ACTIVITIES AND EXPECTED RESULTS:
The awardee will carry out five separate activities in this program area.
ACTIVITY 1: North-to-South Twinning
The awardee will establish twinning relationships with U.S. universities to mentor local universities in
curriculum development, training of students, integrating HIV/AIDS management into the CA program,
assessment of and new program development. It is expected that the local universities will benefit from
other established programs in the design, implementation and assessment of the local CA program.
ACTIVITY 2: South-to-South Twinning
The awardee will establish a South-to-South relationship with other CA programs from Tanzania and
Malawi. This will strengthen the regional relationship by providing opportunities to share African
experiences, to adapt curriculum to fit local contexts and establish opportunities for South-to-South learning,
mentorship and academic exchange. The local universities will be provided with opportunities for learning
from other African countries on their experience in integrating HIV/ AIDS programs into the curriculum and
system for supervision of CA graduates in light of the critical shortage of doctors.
ACTIVITY 3: Establishment of Academic Forum
The awardee will establish a forum for ongoing academic exchange with universities both in Africa and in
the U.S.. This will be mainly through electronic medium e.g. video conferencing, internet group discussions
etc. This activity will also comprise a yearly academic meeting between other African CA programs for face
to face exchange of ideas and program development.
ACTIVITY 4: Establishment of a Sustainable Supervision Model for Students
The awardee will work with the universities to develop a model for supervision of the CA students and
graduates within the district health system. The awardee will do this by assisting the universities to draw on
experience and lessons learned especially from other African countries and experiences in other South
African programs to establish a mechanism for on-going supervision and support that can be sustained at a
district level.
ACTIVITY 5: TB/HIV
The awardee will provide training and mentoring to strengthen the ability of CHSR&D to manage data and
effectively disseminate research findings. The partnership will enhance the University of the Free State's
Centre for Health Systems Research and Development's (CHSR&D's) role as the critical link between
policymakers, care providers, and other stakeholders in translating research findings into effective policy
and practice.

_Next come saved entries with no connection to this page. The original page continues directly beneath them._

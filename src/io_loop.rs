//! The reactor: one authoritative event-multiplexing thread per loop,
//! with thread-safe queues funneling all cross-thread work onto it.

use instance::IoInstance;
use reactor::{Backend, EventDesc};

use std::collections::{HashMap, VecDeque};
use std::io;
use std::mem;
use std::sync::atomic::{AtomicBool, Ordering};
use std::sync::{Arc, Mutex};
use std::thread::{self, JoinHandle, ThreadId};

type Task = Box<dyn FnOnce() + Send + 'static>;

struct LoopInner {
    backend: Backend,
    started: AtomicBool,
    running: AtomicBool,
    released: AtomicBool,
    /// fd -> instance; the only route from a backend event back to an
    /// instance. Unlinked during detach on the loop thread, so an event
    /// for an already-detached handle resolves to nothing.
    registry: Mutex<HashMap<i32, Arc<dyn IoInstance>>>,
    order: Mutex<VecDeque<Arc<dyn IoInstance>>>,
    closing: Mutex<VecDeque<Arc<dyn IoInstance>>>,
    /// Holds the final strong reference of detached instances until the
    /// next poll iteration that reports zero events.
    closed: Mutex<Vec<Arc<dyn IoInstance>>>,
    tasks: Mutex<VecDeque<Task>>,
    thread: Mutex<Option<JoinHandle<()>>>,
    thread_id: Mutex<Option<ThreadId>>,
}

/// A cheaply cloneable handle to one reactor. All clones refer to the
/// same loop; `release()` dismantles it for all of them.
#[derive(Clone)]
pub struct IoLoop(Arc<LoopInner>);

lazy_static! {
    static ref DEFAULT_LOOP: IoLoop =
        IoLoop::with_start().expect("failed to create the default io loop");
}

impl IoLoop {
    /// Allocates the backend polling primitive and the wake mechanism.
    /// The poll thread is not spawned until `start()`.
    pub fn new() -> io::Result<IoLoop> {
        Ok(IoLoop(Arc::new(LoopInner {
            backend: Backend::new()?,
            started: AtomicBool::new(false),
            running: AtomicBool::new(false),
            released: AtomicBool::new(false),
            registry: Mutex::new(HashMap::new()),
            order: Mutex::new(VecDeque::new()),
            closing: Mutex::new(VecDeque::new()),
            closed: Mutex::new(Vec::new()),
            tasks: Mutex::new(VecDeque::new()),
            thread: Mutex::new(None),
            thread_id: Mutex::new(None),
        })))
    }

    pub fn with_start() -> io::Result<IoLoop> {
        let lp = IoLoop::new()?;
        lp.start();
        Ok(lp)
    }

    /// The lazily created process-wide loop. It lives until process exit.
    pub fn default_loop() -> IoLoop {
        DEFAULT_LOOP.clone()
    }

    /// Spawns the poll thread. Starting twice is a no-op.
    pub fn start(&self) -> bool {
        if self.0.released.load(Ordering::SeqCst) {
            return false;
        }
        if self.0.started.swap(true, Ordering::SeqCst) {
            return true;
        }
        self.0.running.store(true, Ordering::SeqCst);
        let lp = self.clone();
        match thread::Builder::new()
            .name("streamio-loop".to_string())
            .spawn(move || lp.run_loop())
        {
            Ok(handle) => {
                debug!("io loop started");
                *self.0.thread_id.lock().unwrap() = Some(handle.thread().id());
                *self.0.thread.lock().unwrap() = Some(handle);
                true
            }
            Err(err) => {
                error!("failed to spawn the loop thread: {}", err);
                self.0.running.store(false, Ordering::SeqCst);
                false
            }
        }
    }

    /// Stops and joins the poll thread, then drains every queue, closing
    /// all still-attached instances. Idempotent, callable from any thread
    /// except the loop's own; calling it from the loop thread is a
    /// programming error and panics.
    pub fn release(&self) {
        if self.is_loop_thread() {
            panic!("IoLoop::release called from the loop thread");
        }
        self.0.released.store(true, Ordering::SeqCst);
        if self.0.running.swap(false, Ordering::SeqCst) {
            self.0.backend.wake();
        }
        {
            // Joining under the thread slot's lock: a concurrent
            // `close_instance` that finds the slot locked or occupied
            // leaves its instance queued for this drain instead of
            // detaching while the loop thread may still be dispatching.
            let mut thread = self.0.thread.lock().unwrap();
            if let Some(handle) = thread.take() {
                let _ = handle.join();
            }
        }
        // Everything below runs with the loop thread gone.
        let closing = mem::replace(&mut *self.0.closing.lock().unwrap(), VecDeque::new());
        for inst in closing {
            self.detach(&inst);
        }
        let registry = mem::replace(&mut *self.0.registry.lock().unwrap(), HashMap::new());
        for (_, inst) in registry {
            inst.state().set_closing();
            self.0.backend.deregister(inst.state().handle());
            inst.close();
        }
        self.0.order.lock().unwrap().clear();
        self.0.tasks.lock().unwrap().clear();
        self.0.closed.lock().unwrap().clear();
        debug!("io loop released");
    }

    /// Registers the instance's handle with the backend for its interest
    /// mode. Fails if the handle is invalid, the instance is closing, or
    /// the loop has been released.
    pub fn attach_instance(&self, inst: Arc<dyn IoInstance>) -> bool {
        if self.0.released.load(Ordering::SeqCst) {
            return false;
        }
        let state = inst.state();
        if !state.is_open() || state.is_closing() {
            return false;
        }
        let fd = state.handle();
        if !self.0.backend.register(fd, state.mode()) {
            warn!("backend registration failed for fd {}", fd);
            return false;
        }
        self.0.registry.lock().unwrap().insert(fd, inst);
        true
    }

    /// Marks the instance closing (first call wins) and schedules detach
    /// and `close()` on the loop thread, so that in-flight dispatch can
    /// never race with the instance's destruction.
    pub fn close_instance(&self, inst: &Arc<dyn IoInstance>) {
        if !inst.state().set_closing() {
            return;
        }
        self.0.closing.lock().unwrap().push_back(inst.clone());
        if self.0.running.load(Ordering::SeqCst) {
            self.0.backend.wake();
            return;
        }
        // No loop thread to hand off to.
        self.drain_closing_off_loop();
    }

    /// Detaches queued instances on the caller's thread. Legal only once
    /// the loop thread is provably gone: the thread slot still holding a
    /// handle means a `release()` owns the join and will drain afterward.
    fn drain_closing_off_loop(&self) {
        if self.is_loop_thread() {
            // The loop is winding down; release() drains after the join.
            return;
        }
        let thread = self.0.thread.lock().unwrap();
        if thread.is_some() {
            return;
        }
        let closing = mem::replace(&mut *self.0.closing.lock().unwrap(), VecDeque::new());
        drop(thread);
        for inst in closing {
            self.detach(&inst);
        }
    }

    /// Queues the instance for a servicing pass and wakes the loop. An
    /// instance already queued is not queued twice.
    pub fn request_order(&self, inst: &Arc<dyn IoInstance>) {
        if inst.state().is_closing() {
            return;
        }
        if !inst.state().set_ordered() {
            return;
        }
        self.0.order.lock().unwrap().push_back(inst.clone());
        self.0.backend.wake();
    }

    /// Enqueues a callback for execution on the loop thread between poll
    /// iterations. The safe funnel for cross-thread work.
    pub fn add_task<F>(&self, task: F) -> bool
    where
        F: FnOnce() + Send + 'static,
    {
        if self.0.released.load(Ordering::SeqCst) {
            return false;
        }
        self.0.tasks.lock().unwrap().push_back(Box::new(task));
        self.0.backend.wake();
        true
    }

    pub fn is_running(&self) -> bool {
        self.0.running.load(Ordering::SeqCst)
    }

    fn is_loop_thread(&self) -> bool {
        *self.0.thread_id.lock().unwrap() == Some(thread::current().id())
    }

    fn run_loop(&self) {
        let mut events: Vec<EventDesc> = Vec::with_capacity(128);
        while self.0.running.load(Ordering::SeqCst) {
            self.step_begin();
            self.0.backend.wait(&mut events);
            if events.is_empty() {
                // No completion events can still be in flight for handles
                // detached before the previous iteration.
                self.0.closed.lock().unwrap().clear();
            }
            for desc in &events {
                let inst = self.0.registry.lock().unwrap().get(&desc.fd).cloned();
                if let Some(inst) = inst {
                    if !inst.state().is_closing() && inst.on_event(desc) {
                        self.request_order(&inst);
                    }
                }
            }
            self.step_end();
        }
    }

    /// Drains posted tasks, then the order queue. The ordered flag is
    /// cleared before `on_order` so a request enqueued during `on_order`
    /// triggers a fresh cycle.
    fn step_begin(&self) {
        let tasks = mem::replace(&mut *self.0.tasks.lock().unwrap(), VecDeque::new());
        for task in tasks {
            task();
        }
        let order = mem::replace(&mut *self.0.order.lock().unwrap(), VecDeque::new());
        for inst in order {
            inst.state().clear_ordered();
            if inst.state().is_closing() {
                continue;
            }
            if inst.on_order() {
                self.request_order(&inst);
            }
        }
    }

    /// Drains the closing queue: detach from the backend, `close()`, then
    /// park in the closed queue until a zero-event iteration.
    fn step_end(&self) {
        loop {
            let inst = self.0.closing.lock().unwrap().pop_front();
            match inst {
                Some(inst) => {
                    self.detach(&inst);
                    self.0.closed.lock().unwrap().push(inst);
                }
                None => break,
            }
        }
    }

    fn detach(&self, inst: &Arc<dyn IoInstance>) {
        let fd = inst.state().handle();
        if fd != ::ffi::INVALID_FD {
            self.0.backend.deregister(fd);
            self.0.registry.lock().unwrap().remove(&fd);
        }
        inst.close();
    }
}

#[cfg(test)]
mod tests {
    use super::*;
    use std::sync::mpsc;
    use std::time::Duration;

    #[test]
    fn test_add_task_runs_on_loop_thread() {
        let lp = IoLoop::with_start().unwrap();
        let (tx, rx) = mpsc::channel();
        assert!(lp.add_task(move || {
            tx.send(thread::current().name().map(|s| s.to_string())).unwrap();
        }));
        let name = rx.recv_timeout(Duration::from_secs(10)).unwrap();
        assert_eq!(name.as_ref().map(|s| s.as_str()), Some("streamio-loop"));
        lp.release();
    }

    #[test]
    fn test_release_is_idempotent() {
        let lp = IoLoop::with_start().unwrap();
        lp.release();
        lp.release();
        assert!(!lp.add_task(|| {}));
    }

    #[test]
    fn test_default_loop_is_shared() {
        let a = IoLoop::default_loop();
        let b = IoLoop::default_loop();
        assert!(Arc::ptr_eq(&a.0, &b.0));
        let (tx, rx) = mpsc::channel();
        assert!(a.add_task(move || tx.send(()).unwrap()));
        rx.recv_timeout(Duration::from_secs(10)).unwrap();
    }

    #[test]
    fn test_start_twice_is_noop() {
        let lp = IoLoop::new().unwrap();
        assert!(lp.start());
        assert!(lp.start());
        lp.release();
    }
}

This will ensure the development of referral and supervisory systems for the management and
monitoring of TB/HIV co-infected patients; implementation of provincial TB registers to document treatment
outcomes; and surveillance for and management of drug-resistant TB. Through the partnership, CHSR&D
will have the capacity to play a central role in implementing, reporting, and recording systems for TB/HIV
surveillance data and M&E of TB/HIV integration.